Problem:
Once every line below with "impl" has been counted, state the total and nothing else.

Data extract:
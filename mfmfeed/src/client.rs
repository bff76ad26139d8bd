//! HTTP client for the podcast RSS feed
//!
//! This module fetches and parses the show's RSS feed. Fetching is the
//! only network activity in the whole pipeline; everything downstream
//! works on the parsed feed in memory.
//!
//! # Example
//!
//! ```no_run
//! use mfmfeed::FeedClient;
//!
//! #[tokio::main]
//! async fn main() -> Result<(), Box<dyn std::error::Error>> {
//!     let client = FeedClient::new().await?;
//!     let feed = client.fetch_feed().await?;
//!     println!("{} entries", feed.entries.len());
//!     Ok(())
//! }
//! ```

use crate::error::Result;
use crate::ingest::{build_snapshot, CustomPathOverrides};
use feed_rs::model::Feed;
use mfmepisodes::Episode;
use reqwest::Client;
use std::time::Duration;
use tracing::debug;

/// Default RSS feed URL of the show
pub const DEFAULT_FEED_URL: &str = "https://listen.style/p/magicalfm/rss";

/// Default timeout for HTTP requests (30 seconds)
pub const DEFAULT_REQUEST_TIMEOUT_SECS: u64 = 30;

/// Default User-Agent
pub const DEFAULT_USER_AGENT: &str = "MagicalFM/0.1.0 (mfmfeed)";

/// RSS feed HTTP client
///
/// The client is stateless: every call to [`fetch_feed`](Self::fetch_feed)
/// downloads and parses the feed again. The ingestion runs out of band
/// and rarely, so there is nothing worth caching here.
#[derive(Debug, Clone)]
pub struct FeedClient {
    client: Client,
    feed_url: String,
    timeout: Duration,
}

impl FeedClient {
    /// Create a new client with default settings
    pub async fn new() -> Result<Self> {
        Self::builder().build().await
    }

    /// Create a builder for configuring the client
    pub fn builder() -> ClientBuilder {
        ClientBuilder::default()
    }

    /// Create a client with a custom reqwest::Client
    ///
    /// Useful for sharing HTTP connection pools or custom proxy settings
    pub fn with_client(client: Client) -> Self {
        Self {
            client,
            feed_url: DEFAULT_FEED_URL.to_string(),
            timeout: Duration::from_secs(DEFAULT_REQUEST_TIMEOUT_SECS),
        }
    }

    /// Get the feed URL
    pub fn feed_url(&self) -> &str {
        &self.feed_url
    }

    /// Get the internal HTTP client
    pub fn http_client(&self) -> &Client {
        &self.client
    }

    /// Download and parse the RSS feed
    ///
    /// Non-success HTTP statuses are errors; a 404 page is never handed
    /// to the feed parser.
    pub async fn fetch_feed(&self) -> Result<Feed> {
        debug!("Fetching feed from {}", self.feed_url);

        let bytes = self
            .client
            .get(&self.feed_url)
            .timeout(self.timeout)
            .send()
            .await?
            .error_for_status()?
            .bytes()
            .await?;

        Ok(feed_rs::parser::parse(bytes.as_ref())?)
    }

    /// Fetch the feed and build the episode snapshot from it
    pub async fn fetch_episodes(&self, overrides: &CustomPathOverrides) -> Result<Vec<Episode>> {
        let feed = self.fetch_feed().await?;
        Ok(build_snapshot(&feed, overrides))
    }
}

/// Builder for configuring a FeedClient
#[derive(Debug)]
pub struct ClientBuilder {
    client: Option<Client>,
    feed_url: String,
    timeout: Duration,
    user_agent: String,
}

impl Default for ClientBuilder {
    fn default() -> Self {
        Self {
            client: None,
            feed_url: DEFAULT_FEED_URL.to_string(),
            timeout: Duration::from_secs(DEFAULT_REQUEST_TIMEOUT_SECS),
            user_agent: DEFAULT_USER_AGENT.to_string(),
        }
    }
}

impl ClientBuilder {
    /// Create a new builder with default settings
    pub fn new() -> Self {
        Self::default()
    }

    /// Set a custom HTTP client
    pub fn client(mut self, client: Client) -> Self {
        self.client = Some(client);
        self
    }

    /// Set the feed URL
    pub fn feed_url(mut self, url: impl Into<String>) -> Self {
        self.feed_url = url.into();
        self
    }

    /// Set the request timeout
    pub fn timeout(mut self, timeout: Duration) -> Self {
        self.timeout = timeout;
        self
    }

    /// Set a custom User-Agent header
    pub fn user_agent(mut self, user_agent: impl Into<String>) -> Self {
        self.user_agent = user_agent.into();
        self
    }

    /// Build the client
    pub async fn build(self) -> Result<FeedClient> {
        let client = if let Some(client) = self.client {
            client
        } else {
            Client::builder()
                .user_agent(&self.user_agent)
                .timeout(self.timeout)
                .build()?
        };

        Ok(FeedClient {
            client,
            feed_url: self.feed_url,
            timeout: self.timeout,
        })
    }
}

Expected output:
5